Nov
25
2013
Old Love
Posted in Daily Living 2 Comments
There is nothing like old love.
Old love with its wrinkles and sagging.
Old love with its strength and “stick-to-it-tive-ness”.
Old love like a comfy pair of jeans or well-worn sneakers.
I saw them walking; slowly but determined.
He with his arm jutted out just enough for her arm to slip next to his side.
Connected: elbow to elbow, year to year, heart to heart.
Fitted together like fingers in a glove.
Talking, silent, content, filled up with a sense of belonging.
There is something about finishing each others’ sentences.
There is something about raising an eyebrow in such a way that volumes are spoken.

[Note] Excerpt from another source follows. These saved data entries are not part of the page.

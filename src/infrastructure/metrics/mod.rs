//! Prometheus Metrics Module
//!
//! Provides gateway-wide metrics collection using Prometheus.
//!
//! # Metrics Collected
//! - Live WebSocket connections and online users
//! - Envelopes enqueued and dropped per channel
//! - Transport write failures

use once_cell::sync::Lazy;
use prometheus::{Encoder, IntCounter, IntCounterVec, IntGauge, Opts, Registry, TextEncoder};

/// Global metrics registry
pub static REGISTRY: Lazy<Registry> = Lazy::new(|| {
    let registry = Registry::new();
    register_metrics(&registry);
    registry
});

/// Live WebSocket connections across all users
pub static WEBSOCKET_CONNECTIONS_ACTIVE: Lazy<IntGauge> = Lazy::new(|| {
    IntGauge::with_opts(
        Opts::new(
            "websocket_connections_active",
            "Number of live WebSocket connections",
        )
        .namespace("social_fanout"),
    )
    .expect("Failed to create WEBSOCKET_CONNECTIONS_ACTIVE metric")
});

/// Users with at least one live connection
pub static WEBSOCKET_USERS_ONLINE: Lazy<IntGauge> = Lazy::new(|| {
    IntGauge::with_opts(
        Opts::new(
            "websocket_users_online",
            "Number of users with at least one live connection",
        )
        .namespace("social_fanout"),
    )
    .expect("Failed to create WEBSOCKET_USERS_ONLINE metric")
});

/// Envelopes accepted onto a connection queue
pub static ENVELOPES_ENQUEUED_TOTAL: Lazy<IntCounterVec> = Lazy::new(|| {
    IntCounterVec::new(
        Opts::new(
            "envelopes_enqueued_total",
            "Envelopes accepted onto a connection send queue",
        )
        .namespace("social_fanout"),
        &["channel"],
    )
    .expect("Failed to create ENVELOPES_ENQUEUED_TOTAL metric")
});

/// Envelopes evicted from a full queue
pub static ENVELOPES_DROPPED_TOTAL: Lazy<IntCounterVec> = Lazy::new(|| {
    IntCounterVec::new(
        Opts::new(
            "envelopes_dropped_total",
            "Envelopes evicted from a full connection send queue",
        )
        .namespace("social_fanout"),
        &["channel"],
    )
    .expect("Failed to create ENVELOPES_DROPPED_TOTAL metric")
});

/// Failed frame writes (each one tears its connection down)
pub static WEBSOCKET_WRITE_FAILURES_TOTAL: Lazy<IntCounter> = Lazy::new(|| {
    IntCounter::with_opts(
        Opts::new(
            "websocket_write_failures_total",
            "WebSocket frame writes that failed and closed their connection",
        )
        .namespace("social_fanout"),
    )
    .expect("Failed to create WEBSOCKET_WRITE_FAILURES_TOTAL metric")
});

/// Register all metrics with the registry
fn register_metrics(registry: &Registry) {
    registry
        .register(Box::new(WEBSOCKET_CONNECTIONS_ACTIVE.clone()))
        .expect("Failed to register WEBSOCKET_CONNECTIONS_ACTIVE");
    registry
        .register(Box::new(WEBSOCKET_USERS_ONLINE.clone()))
        .expect("Failed to register WEBSOCKET_USERS_ONLINE");
    registry
        .register(Box::new(ENVELOPES_ENQUEUED_TOTAL.clone()))
        .expect("Failed to register ENVELOPES_ENQUEUED_TOTAL");
    registry
        .register(Box::new(ENVELOPES_DROPPED_TOTAL.clone()))
        .expect("Failed to register ENVELOPES_DROPPED_TOTAL");
    registry
        .register(Box::new(WEBSOCKET_WRITE_FAILURES_TOTAL.clone()))
        .expect("Failed to register WEBSOCKET_WRITE_FAILURES_TOTAL");
}

/// Collect and encode all metrics as Prometheus text format
pub fn gather_metrics() -> String {
    let encoder = TextEncoder::new();
    let metric_families = REGISTRY.gather();
    let mut buffer = Vec::new();
    if let Err(e) = encoder.encode(&metric_families, &mut buffer) {
        tracing::error!("Failed to encode metrics: {}", e);
        return String::new();
    }
    String::from_utf8(buffer).unwrap_or_default()
}

/// Helper to publish registry occupancy
pub fn set_live_counts(connections: usize, users: usize) {
    WEBSOCKET_CONNECTIONS_ACTIVE.set(connections as i64);
    WEBSOCKET_USERS_ONLINE.set(users as i64);
}

/// Helper to record a queued envelope
pub fn record_enqueued(channel: &str) {
    ENVELOPES_ENQUEUED_TOTAL.with_label_values(&[channel]).inc();
}

/// Helper to record an envelope evicted by the overflow policy
pub fn record_dropped(channel: &str) {
    ENVELOPES_DROPPED_TOTAL.with_label_values(&[channel]).inc();
}

/// Helper to record a failed transport write
pub fn record_write_failure() {
    WEBSOCKET_WRITE_FAILURES_TOTAL.inc();
}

There is understanding, there is forgiveness, there is a life shared.
As beautiful as new love is, there is something about old love that draws me.
New love with its forever touching and having to sit as close as you can.
New love with all that life has to offer in front of you.
ALL that life as to offer.
Sometimes what life has to offer is challenging, painful, and seemingly unfair.
New love has to face all of this in uncharted territory.
No cartographer has drawn a map for your journey.
You trail blaze together, looking for the perfect foothold.
Old love has its battle scars.
Old love has been wounded.
Old love is stronger for the mending.
Old love has gone through the crucible and has come out as gold.
Old love is valuable.
More precious with age.
Time tested, lasting, persevering.
Daily deposits of memories.
I read about them.
He 102. She 98.
They just celebrated their 81st wedding anniversary.
They eloped because her father didn’t approve.
The marriage won’t last, the family said.
It lasted; it thrived.
Five children, fourteen grandchildren, sixteen great-grandchildren.
She liked me for my car, he said talking about his Ford Roadster.
We have watched the world change together, he said holding his wife’s hand.
They watched the world change and they didn’t run.
They didn’t throw in the towel at the first difficult challenge that came along.
They didn’t threaten divorce when they just didn’t like each other that day.
They stuck together gaining strength from the other, even when it was hard.
They built a lifetime as she slipped her arm next to his side and as he held her hand.
They built on the foundations of those that went before them; not on sand, but on rock.
They continued the story in the lives of their children, who continued the story in theirs.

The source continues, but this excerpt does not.